STORED DATA Start Marker

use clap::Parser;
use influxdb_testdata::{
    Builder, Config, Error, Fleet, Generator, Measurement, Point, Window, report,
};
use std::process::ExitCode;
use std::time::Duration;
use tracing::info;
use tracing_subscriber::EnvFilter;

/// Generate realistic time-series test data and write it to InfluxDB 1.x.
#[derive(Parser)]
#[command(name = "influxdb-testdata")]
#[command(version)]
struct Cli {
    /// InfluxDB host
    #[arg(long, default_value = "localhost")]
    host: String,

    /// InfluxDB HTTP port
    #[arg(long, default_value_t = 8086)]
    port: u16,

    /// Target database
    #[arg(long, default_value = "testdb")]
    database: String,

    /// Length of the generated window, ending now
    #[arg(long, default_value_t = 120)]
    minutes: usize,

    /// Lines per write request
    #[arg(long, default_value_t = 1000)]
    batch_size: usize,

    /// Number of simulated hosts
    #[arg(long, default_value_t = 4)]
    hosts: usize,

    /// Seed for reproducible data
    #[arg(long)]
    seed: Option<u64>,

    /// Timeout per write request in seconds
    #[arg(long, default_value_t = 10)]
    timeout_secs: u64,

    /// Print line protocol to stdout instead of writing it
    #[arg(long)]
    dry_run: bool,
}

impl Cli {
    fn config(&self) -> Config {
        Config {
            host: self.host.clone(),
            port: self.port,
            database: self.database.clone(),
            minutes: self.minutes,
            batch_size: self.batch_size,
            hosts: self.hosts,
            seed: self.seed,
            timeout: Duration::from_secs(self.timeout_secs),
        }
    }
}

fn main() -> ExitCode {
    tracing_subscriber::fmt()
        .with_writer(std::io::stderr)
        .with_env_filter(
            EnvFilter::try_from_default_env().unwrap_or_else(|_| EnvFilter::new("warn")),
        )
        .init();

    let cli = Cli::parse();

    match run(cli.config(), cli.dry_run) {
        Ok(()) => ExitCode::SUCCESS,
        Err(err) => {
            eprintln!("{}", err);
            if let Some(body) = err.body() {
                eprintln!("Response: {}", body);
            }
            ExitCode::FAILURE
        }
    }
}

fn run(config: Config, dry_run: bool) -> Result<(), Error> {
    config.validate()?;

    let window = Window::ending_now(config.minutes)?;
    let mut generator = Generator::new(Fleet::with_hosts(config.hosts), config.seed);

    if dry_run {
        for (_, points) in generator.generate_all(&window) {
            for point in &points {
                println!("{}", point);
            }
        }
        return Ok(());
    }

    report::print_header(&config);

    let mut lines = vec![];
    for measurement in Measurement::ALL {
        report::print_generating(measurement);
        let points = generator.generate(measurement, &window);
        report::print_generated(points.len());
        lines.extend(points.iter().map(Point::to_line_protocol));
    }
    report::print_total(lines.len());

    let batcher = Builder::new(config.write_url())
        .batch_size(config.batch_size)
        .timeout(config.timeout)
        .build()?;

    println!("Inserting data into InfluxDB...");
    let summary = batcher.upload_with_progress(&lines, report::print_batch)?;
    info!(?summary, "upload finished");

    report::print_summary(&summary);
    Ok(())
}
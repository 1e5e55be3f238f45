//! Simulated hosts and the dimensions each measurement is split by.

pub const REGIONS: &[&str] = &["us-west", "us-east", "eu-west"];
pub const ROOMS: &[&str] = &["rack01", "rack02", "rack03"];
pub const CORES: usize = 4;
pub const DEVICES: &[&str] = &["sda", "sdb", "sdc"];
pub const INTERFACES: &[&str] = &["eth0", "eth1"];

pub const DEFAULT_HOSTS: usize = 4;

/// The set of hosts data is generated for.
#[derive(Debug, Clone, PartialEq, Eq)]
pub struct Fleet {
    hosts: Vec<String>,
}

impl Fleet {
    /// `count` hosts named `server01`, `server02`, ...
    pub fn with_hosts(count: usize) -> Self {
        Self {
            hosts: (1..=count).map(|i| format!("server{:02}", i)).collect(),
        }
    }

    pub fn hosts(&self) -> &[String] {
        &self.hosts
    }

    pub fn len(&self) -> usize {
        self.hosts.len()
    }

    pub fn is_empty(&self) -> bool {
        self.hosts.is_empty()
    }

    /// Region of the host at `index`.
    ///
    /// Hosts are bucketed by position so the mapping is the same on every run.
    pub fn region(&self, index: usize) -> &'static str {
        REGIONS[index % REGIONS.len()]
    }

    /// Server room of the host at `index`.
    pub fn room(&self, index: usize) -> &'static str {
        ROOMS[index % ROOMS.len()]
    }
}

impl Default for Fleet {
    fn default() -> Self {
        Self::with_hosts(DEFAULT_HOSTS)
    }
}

STORED DATA End Marker

For the word "const", tally the lines above that hold it and answer with the number alone.

6